### EXERCISE DESCRIPTION
Whenever a line in the data below includes the string "DeserializeOwned", copy it out.

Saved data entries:
===============
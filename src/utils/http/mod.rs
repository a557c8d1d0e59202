use anyhow::{Context, Result, bail};
use reqwest::{Client, Response};
use serde::de::DeserializeOwned;
use std::time::Duration;

/// Largest JSON document accepted from a content source (8 MB).
pub const MAX_JSON_BODY_BYTES: usize = 8 * 1024 * 1024;

/// Build a `reqwest::Client` with a 10 s connect timeout and the given overall timeout.
///
/// Falls back to the default client if the builder fails.
pub fn http_client(timeout: Duration) -> Client {
    Client::builder()
        .connect_timeout(Duration::from_secs(10))
        .timeout(timeout)
        .build()
        .unwrap_or_else(|_| Client::new())
}

/// Read a response body with a size cap, rejecting oversized bodies.
///
/// Checks `Content-Length` first, then counts streamed chunks.
pub async fn limited_body(resp: Response, max_bytes: usize) -> Result<Vec<u8>> {
    if let Some(cl) = resp.content_length()
        && cl as usize > max_bytes
    {
        bail!(
            "response body too large: Content-Length {} exceeds limit {}",
            cl,
            max_bytes
        );
    }

    let mut buf = Vec::new();
    let mut stream = resp;
    while let Some(chunk) = stream.chunk().await? {
        if buf.len() + chunk.len() > max_bytes {
            bail!("response body exceeds limit {}", max_bytes);
        }
        buf.extend_from_slice(&chunk);
    }
    Ok(buf)
}

/// Check the status, then decode a size-capped JSON body.
pub async fn read_json<T: DeserializeOwned>(resp: Response, max_bytes: usize) -> Result<T> {
    let status = resp.status();
    let url = resp.url().clone();
    if !status.is_success() {
        bail!("GET {} returned HTTP {}", url, status);
    }
    let bytes = limited_body(resp, max_bytes).await?;
    serde_json::from_slice(&bytes).with_context(|| format!("Failed to decode JSON from {}", url))
}

#[cfg(test)]
mod tests;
===============
### ANSWER
use serde::de::DeserializeOwned;
pub async fn read_json<T: DeserializeOwned>(resp: Response, max_bytes: usize) -> Result<T> {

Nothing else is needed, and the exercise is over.